Когда-то, в далекие времена, отец Сережи подарил мне кольцо, на котором были вырезаны слова “свете Радости, свете Любви, свете Преображения”. И горько поплатились мы за это кольцо. Он – за то, что от человека, от слабой и грешной женщины ждал этого света. Я за то, что считала себя несущей этот свет. И чувство, нас связывающее, принимала за путь – притом для нас единственный, – ведущий к преображению.

Враг идет к Москве Можайской дорогой.

Как странно мне произносить слово “враг”. Есть люди, которых я не могу принять, не могу любить (что меня очень мучает). Но то душевное движение, которое заставило здешнего какого-то Главка, Панченко, ударить кулаком и ногой пленного летчика, не только мне чуждо, но отвратительно, и в тот момент скорее Панченко, чем этот летчик, ощущался бы мной как враг. Такое же содрогание всего нравственного уклада моего существа вызвала статейка Алексея Толстого под заглавием: “Я призываю к ненависти”[602]. И кто он такой, разжиревший барин-паразит, вагонами тащивший себе вещи из Львова, откуда у него эти слова, это право “призывания” какого бы то ни было к чему бы то ни было…
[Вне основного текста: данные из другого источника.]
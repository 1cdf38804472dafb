use rest_client::{HttpRequest, HttpTransport};
use std::sync::Arc;

use super::RestService;
use crate::types::ApiDescriptor;
use crate::{ApiError, Result};

/// Client of the gateway root resource
pub struct GatewayRest {
    uri: String,
    transport: Arc<dyn HttpTransport>,
}

impl GatewayRest {
    /// Fetch the API descriptor
    ///
    /// Unlike the other wrappers, a non-success status is an error: without
    /// a descriptor nothing else can be reached.
    pub async fn get(&self) -> Result<ApiDescriptor> {
        let response = self.transport.send(HttpRequest::get(&self.uri)).await?;
        if !response.is_success() {
            return Err(ApiError::HttpStatus(response.status));
        }
        Ok(response.json()?)
    }
}

impl RestService for GatewayRest {
    fn new(uri: String, transport: Arc<dyn HttpTransport>) -> Self {
        Self { uri, transport }
    }

    fn uri(&self) -> &str {
        &self.uri
    }
}
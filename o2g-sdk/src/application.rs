//! Application - Main entry point for the SDK

use std::sync::Arc;

use o2g_api::ServiceId;
use rest_client::{uri, HttpTransport, ReqwestTransport};
use tracing::debug;

use crate::config::SdkConfig;
use crate::endpoint::{require, ServiceEndPoint};
use crate::error::{SdkError, SdkResult};
use crate::host::HostDescriptor;
use crate::registry::ServiceRegistry;
use crate::resolver;
use crate::session::Session;

/// An application connecting to one gateway
///
/// # Example
///
/// ```rust,no_run
/// use o2g_sdk::{Application, HostDescriptor, SdkConfig, Subscription};
///
/// #[tokio::main]
/// async fn main() -> Result<(), o2g_sdk::SdkError> {
///     let host = HostDescriptor::new("10.1.1.1", "o2g.example.com");
///     let application = Application::new("my-app", host, SdkConfig::default())?;
///
///     let mut session = application.login("oxe1000", "secret").await?;
///
///     let subscription = Subscription::builder()
///         .add_telephony_events(&["60001"])
///         .build();
///     let mut events = session.subscribe(&subscription).await?;
///
///     while let Some(notification) = events.recv().await {
///         println!("{}: {:?}", notification.name, notification.payload);
///     }
///
///     session.close().await
/// }
/// ```
pub struct Application {
    application_name: String,
    host: HostDescriptor,
    config: SdkConfig,
    transport: Arc<dyn HttpTransport>,
}

impl Application {
    /// Create an application using the default HTTP transport
    pub fn new(
        application_name: impl Into<String>,
        host: HostDescriptor,
        config: SdkConfig,
    ) -> SdkResult<Self> {
        config.validate()?;
        let transport = ReqwestTransport::with_timeouts(config.connect_timeout, config.request_timeout)
            .map_err(|e| SdkError::Configuration(e.to_string()))?;

        Self::with_transport(application_name, host, config, Arc::new(transport))
    }

    /// Create an application on a caller-provided transport
    pub fn with_transport(
        application_name: impl Into<String>,
        host: HostDescriptor,
        config: SdkConfig,
        transport: Arc<dyn HttpTransport>,
    ) -> SdkResult<Self> {
        config.validate()?;
        let application_name = application_name.into();
        require("applicationName", &application_name)?;

        Ok(Self {
            application_name,
            host,
            config,
            transport,
        })
    }

    pub fn application_name(&self) -> &str {
        &self.application_name
    }

    pub fn host(&self) -> &HostDescriptor {
        &self.host
    }

    /// Bootstrap on the gateway and negotiate the API version
    pub async fn connect(&self) -> SdkResult<ServiceEndPoint> {
        self.host.validate()?;

        let registry = Arc::new(ServiceRegistry::new(self.transport.clone()));
        let (descriptor, access_mode) = resolver::bootstrap(&registry, &self.host).await?;

        let version = resolver::negotiate_version(&descriptor, self.config.api_version.as_deref())?.clone();
        debug!("Using API version {}", version.id);

        registry.set_base_uri(
            ServiceId::Authentication,
            uri::ensure_https(version.url(access_mode)),
        );

        Ok(ServiceEndPoint::new(
            registry,
            access_mode,
            descriptor.server_info,
            version,
            self.config.clone(),
        ))
    }

    /// Connect and open a session in one step
    pub async fn login(&self, login: &str, password: &str) -> SdkResult<Session> {
        require("login", login)?;
        require("password", password)?;

        let endpoint = self.connect().await?;
        endpoint
            .open_session(login, password, &self.application_name)
            .await
    }
}
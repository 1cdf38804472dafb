use base64::engine::general_purpose::STANDARD;
use base64::Engine;
use rest_client::{HttpRequest, HttpTransport};
use std::sync::Arc;

use super::{get_result, RestService};
use crate::types::AuthenticateResult;
use crate::Result;

/// Client of the authentication service
pub struct AuthenticationRest {
    uri: String,
    transport: Arc<dyn HttpTransport>,
}

impl AuthenticationRest {
    /// Authenticate with basic credentials.
    ///
    /// On success the returned credential is attached to every later request
    /// of the shared transport. Rejected credentials yield `Ok(None)`.
    pub async fn authenticate(&self, login: &str, password: &str) -> Result<Option<AuthenticateResult>> {
        let token = STANDARD.encode(format!("{login}:{password}"));
        let request = HttpRequest::get(&self.uri).with_header("Authorization", format!("Basic {token}"));

        let response = self.transport.send(request).await?;
        let result: Option<AuthenticateResult> = get_result(&response)?;

        if let Some(result) = &result {
            self.transport.set_credential(Some(result.credential.clone()));
        }
        Ok(result)
    }
}

impl RestService for AuthenticationRest {
    fn new(uri: String, transport: Arc<dyn HttpTransport>) -> Self {
        Self { uri, transport }
    }

    fn uri(&self) -> &str {
        &self.uri
    }
}
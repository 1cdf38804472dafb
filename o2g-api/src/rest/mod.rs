//! Typed wrappers for the remote operations the session core relies on
//!
//! Each wrapper is bound to one service URI and shares the transport of the
//! session. Building a wrapper never performs I/O.

mod authentication;
mod gateway;
mod sessions;
mod subscriptions;

pub use authentication::AuthenticationRest;
pub use gateway::GatewayRest;
pub use sessions::SessionsRest;
pub use subscriptions::SubscriptionsRest;

use rest_client::{HttpResponse, HttpTransport};
use serde::de::DeserializeOwned;
use std::sync::Arc;

use crate::Result;

/// A client of one gateway service
///
/// Domain service wrappers (telephony, routing, users...) implement this trait
/// so the service registry can construct and cache them.
pub trait RestService: Send + Sync + 'static {
    /// Bind a client to `uri`. Must not perform I/O.
    fn new(uri: String, transport: Arc<dyn HttpTransport>) -> Self
    where
        Self: Sized;

    /// Base URI of the service
    fn uri(&self) -> &str;
}

/// Decode a response body, treating a non-success status as no result
pub(crate) fn get_result<T: DeserializeOwned>(response: &HttpResponse) -> Result<Option<T>> {
    if !response.is_success() {
        tracing::debug!("Gateway answered with status {}", response.status);
        return Ok(None);
    }
    Ok(Some(response.json()?))
}

#[cfg(test)]
mod tests {
    use super::*;
    use crate::ApiError;
    use serde_json::Value;

    #[test]
    fn test_get_result_success() {
        let response = HttpResponse::new(200, r#"{"a":1}"#);
        let value: Option<Value> = get_result(&response).unwrap();
        assert_eq!(value.unwrap()["a"], 1);
    }

    #[test]
    fn test_get_result_non_success_is_none() {
        let response = HttpResponse::new(403, "forbidden");
        let value: Option<Value> = get_result(&response).unwrap();
        assert!(value.is_none());
    }

    #[test]
    fn test_get_result_bad_body() {
        let response = HttpResponse::new(200, "not json");
        let result: Result<Option<Value>> = get_result(&response);
        assert!(matches!(result, Err(ApiError::ParseError(_))));
    }
}
use serde_json::Value;
use tokio::sync::broadcast;
use tracing::warn;

use super::names::EventName;
use super::routing::RoutingStateChanged;

/// Content delivered with a notification
#[derive(Debug, Clone, PartialEq)]
pub enum EventPayload {
    /// The record as received
    Raw(Value),
    RoutingStateChanged(RoutingStateChanged),
}

/// One event delivered to listeners
#[derive(Debug, Clone, PartialEq)]
pub struct Notification {
    /// Wire event that produced this notification
    pub event: EventName,
    /// Notification name from the event registration
    pub name: &'static str,
    pub payload: EventPayload,
}

impl Notification {
    /// Raw record, when the payload was not adapted
    pub fn raw(&self) -> Option<&Value> {
        match &self.payload {
            EventPayload::Raw(value) => Some(value),
            _ => None,
        }
    }
}

/// A listener on an event stream
///
/// Each receiver gets every notification broadcast after it was created. A
/// receiver that falls behind the channel capacity skips the oldest ones.
pub struct NotificationReceiver {
    receiver: broadcast::Receiver<Notification>,
    filter: Option<Vec<EventName>>,
}

impl NotificationReceiver {
    pub(crate) fn new(receiver: broadcast::Receiver<Notification>) -> Self {
        Self {
            receiver,
            filter: None,
        }
    }

    /// Only deliver the given events
    pub fn only(mut self, events: &[EventName]) -> Self {
        self.filter = Some(events.to_vec());
        self
    }

    /// Wait for the next notification. Returns `None` once the stream is gone.
    pub async fn recv(&mut self) -> Option<Notification> {
        loop {
            match self.receiver.recv().await {
                Ok(notification) if self.accepts(&notification) => return Some(notification),
                Ok(_) => continue,
                Err(broadcast::error::RecvError::Lagged(skipped)) => {
                    warn!("Listener lagging, skipped {} notifications", skipped);
                }
                Err(broadcast::error::RecvError::Closed) => return None,
            }
        }
    }

    /// Next notification already delivered, without waiting
    pub fn try_recv(&mut self) -> Option<Notification> {
        loop {
            match self.receiver.try_recv() {
                Ok(notification) if self.accepts(&notification) => return Some(notification),
                Ok(_) => continue,
                Err(broadcast::error::TryRecvError::Lagged(skipped)) => {
                    warn!("Listener lagging, skipped {} notifications", skipped);
                }
                Err(_) => return None,
            }
        }
    }

    fn accepts(&self, notification: &Notification) -> bool {
        self.filter
            .as_ref()
            .map_or(true, |events| events.contains(&notification.event))
    }
}

#[cfg(test)]
mod tests {
    use super::*;
    use serde_json::json;

    fn notification(event: EventName) -> Notification {
        Notification {
            event,
            name: event.as_str(),
            payload: EventPayload::Raw(json!({ "eventName": event.as_str() })),
        }
    }

    #[tokio::test]
    async fn test_filtered_receiver() {
        let (sender, _) = broadcast::channel(16);
        let mut all = NotificationReceiver::new(sender.subscribe());
        let mut calls = NotificationReceiver::new(sender.subscribe())
            .only(&[EventName::OnCallCreated, EventName::OnCallRemoved]);

        sender.send(notification(EventName::OnTelephonyState)).unwrap();
        sender.send(notification(EventName::OnCallCreated)).unwrap();
        drop(sender);

        assert_eq!(all.recv().await.unwrap().event, EventName::OnTelephonyState);
        assert_eq!(all.recv().await.unwrap().event, EventName::OnCallCreated);
        assert!(all.recv().await.is_none());

        assert_eq!(calls.recv().await.unwrap().event, EventName::OnCallCreated);
        assert!(calls.recv().await.is_none());
    }

    #[tokio::test]
    async fn test_lagging_receiver_skips_oldest() {
        let (sender, _) = broadcast::channel(2);
        let mut receiver = NotificationReceiver::new(sender.subscribe());

        sender.send(notification(EventName::OnCtiLinkDown)).unwrap();
        sender.send(notification(EventName::OnCtiLinkUp)).unwrap();
        sender.send(notification(EventName::OnPbxLoaded)).unwrap();

        assert_eq!(receiver.recv().await.unwrap().event, EventName::OnCtiLinkUp);
        assert_eq!(receiver.try_recv().unwrap().event, EventName::OnPbxLoaded);
        assert!(receiver.try_recv().is_none());
    }
}
//! An open session on the gateway

use std::sync::Arc;
use std::time::Duration;

use o2g_api::{
    AccessMode, RestService, ServerInfo, ServiceId, SessionInfo, SessionsRest, Subscription,
    SubscriptionsRest,
};
use o2g_stream::{EventDispatcher, NotificationReceiver, StreamConfig};
use tracing::{debug, error, info, warn};

use crate::error::{SdkError, SdkResult};
use crate::keepalive::KeepAlive;
use crate::registry::ServiceRegistry;

/// Handle on an open session
///
/// The session is kept alive in the background until [`Session::close`] is
/// called or the handle is dropped. Dropping the handle stops the keep-alive
/// and the event stream but does not tell the gateway; the session then
/// expires on its own.
pub struct Session {
    registry: Arc<ServiceRegistry>,
    info: SessionInfo,
    login_name: String,
    access_mode: AccessMode,
    server_info: ServerInfo,
    stream_config: StreamConfig,
    keep_alive: KeepAlive,
    dispatcher: Option<EventDispatcher>,
    subscription_id: Option<String>,
}

impl Session {
    pub(crate) fn start(
        registry: Arc<ServiceRegistry>,
        sessions: Arc<SessionsRest>,
        info: SessionInfo,
        login_name: String,
        access_mode: AccessMode,
        server_info: ServerInfo,
        stream_config: StreamConfig,
    ) -> Self {
        let keep_alive = KeepAlive::start(sessions, info.time_to_live());

        Self {
            registry,
            info,
            login_name,
            access_mode,
            server_info,
            stream_config,
            keep_alive,
            dispatcher: None,
            subscription_id: None,
        }
    }

    pub fn login_name(&self) -> &str {
        &self.login_name
    }

    pub fn is_admin(&self) -> bool {
        self.info.admin
    }

    pub fn time_to_live(&self) -> Duration {
        self.info.time_to_live()
    }

    pub fn access_mode(&self) -> AccessMode {
        self.access_mode
    }

    pub fn server_info(&self) -> &ServerInfo {
        &self.server_info
    }

    /// Identifier of the accepted subscription, once subscribed
    pub fn subscription_id(&self) -> Option<&str> {
        self.subscription_id.as_deref()
    }

    /// Base URI of a service, as registered for this session
    pub fn service_uri(&self, id: ServiceId) -> Option<String> {
        self.registry.base_uri(id)
    }

    /// Client of a domain service. The same instance is returned on every
    /// call for the life of the session.
    pub fn service<T: RestService>(&self, id: ServiceId) -> SdkResult<Arc<T>> {
        self.registry
            .get_or_create::<T>(id)
            .ok_or(SdkError::ServiceUnavailable(id))
    }

    /// Submit a subscription and start receiving its events.
    ///
    /// The returned receiver sees every notification of the new stream. Any
    /// previous event stream of this session is closed.
    pub async fn subscribe(&mut self, subscription: &Subscription) -> SdkResult<NotificationReceiver> {
        let subscriptions = self.service::<SubscriptionsRest>(ServiceId::Subscriptions)?;

        let result = match subscriptions.create(subscription).await? {
            Some(result) if result.is_accepted() => result,
            Some(result) => {
                error!("Subscription has been refused ({}). Fix the subscription request.", result.status);
                return Err(SdkError::SubscriptionRefused(match result.message {
                    Some(message) => format!("{}: {}", result.status, message),
                    None => result.status,
                }));
            }
            None => {
                error!("Subscription has been refused. Fix the subscription request.");
                return Err(SdkError::SubscriptionRefused("no result".to_string()));
            }
        };

        debug!("Subscription {} has been accepted", result.subscription_id);

        if let Some(previous) = self.dispatcher.take() {
            previous.close();
        }

        let dispatcher = EventDispatcher::new(self.registry.transport(), &self.stream_config)?;
        let receiver = dispatcher.subscribe();
        dispatcher.start(result.polling_url(self.access_mode)).await?;

        info!("Eventing is started");
        self.subscription_id = Some(result.subscription_id);
        self.dispatcher = Some(dispatcher);
        Ok(receiver)
    }

    /// Additional listener on the current event stream
    pub fn notifications(&self) -> Option<NotificationReceiver> {
        self.dispatcher.as_ref().map(EventDispatcher::subscribe)
    }

    /// Stop the keep-alive and the event stream, then close the session on
    /// the gateway.
    pub async fn close(mut self) -> SdkResult<()> {
        self.keep_alive.stop();

        if let Some(dispatcher) = self.dispatcher.take() {
            dispatcher.close();
        }

        let sessions = self.service::<SessionsRest>(ServiceId::Sessions)?;
        if !sessions.close().await? {
            warn!("Gateway refused to close the session of {}", self.login_name);
        }

        info!("Session is closed");
        Ok(())
    }
}

impl std::fmt::Debug for Session {
    fn fmt(&self, f: &mut std::fmt::Formatter<'_>) -> std::fmt::Result {
        f.debug_struct("Session")
            .field("login_name", &self.login_name)
            .field("access_mode", &self.access_mode)
            .field("admin", &self.info.admin)
            .field("subscription_id", &self.subscription_id)
            .field("keep_alive", &self.keep_alive.is_running())
            .finish()
    }
}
Живое, “достоверное” общение с матерью в сегодняшнем сне. И как не раз уже было – в какой-то странной, неуютной обширной гостинице, знакомой лишь по сновидениям. Мы живем с ней только вдвоем. Спим в разных комнатах. Но мне становится страшно в моей постели, как бывает необъяснимо и необоримо страшно только во сне, и я вхожу в ее комнату и забираюсь в ее постель и говорю ей: “Мне стало страшно”. Она, как почти всегда в моих снах, молодая, какой помню ее в моем детстве. (Иногда старше, но никогда в том дряхлом виде, в каком была в последние годы. И всегда зрячая. За 16 лет до смерти она ослепла.) Мать дает мне место рядом с собой, обнимает и ласкает и успокаивает меня, а я прижимаюсь к ее груди, как никогда, даже в детстве не было (всегда были какие-то странные, болезненно не допускающие телесной близости ласки, простоты и непосредственного тепла отношения). Просыпаюсь успокоенная, с теплым, благодарным к матери чувством. И с воспоминанием до мелких подробностей встречи. (Коридор гостиницы и то, что дверь оказалась незапертой, когда я вошла прежде, чем лечь в свою постель. Странное, воспаленное лицо коридорной горничной, заглянувшей ко мне. Большая двуспальная кровать матери, ее косы, тепло ее груди.)

21 августа

Жутко темная ночь за окном. Пишу при крохотном свете скудной лампы с нахлобученной на нее синей бумагой. И это после полного отсутствия по ночам света кажется роскошью.

Ленинграду дано три дня для эвакуации. Если верен слух, что решают его взорвать перед тем, как сдаться, – какое безумие. Город Петра, город Пушкина, Эрмитаж, Исаакиевский, дворцы – неужели подымется у народа, у тех, кто за него так предрешил, рука на такой акт варварского самоубийства.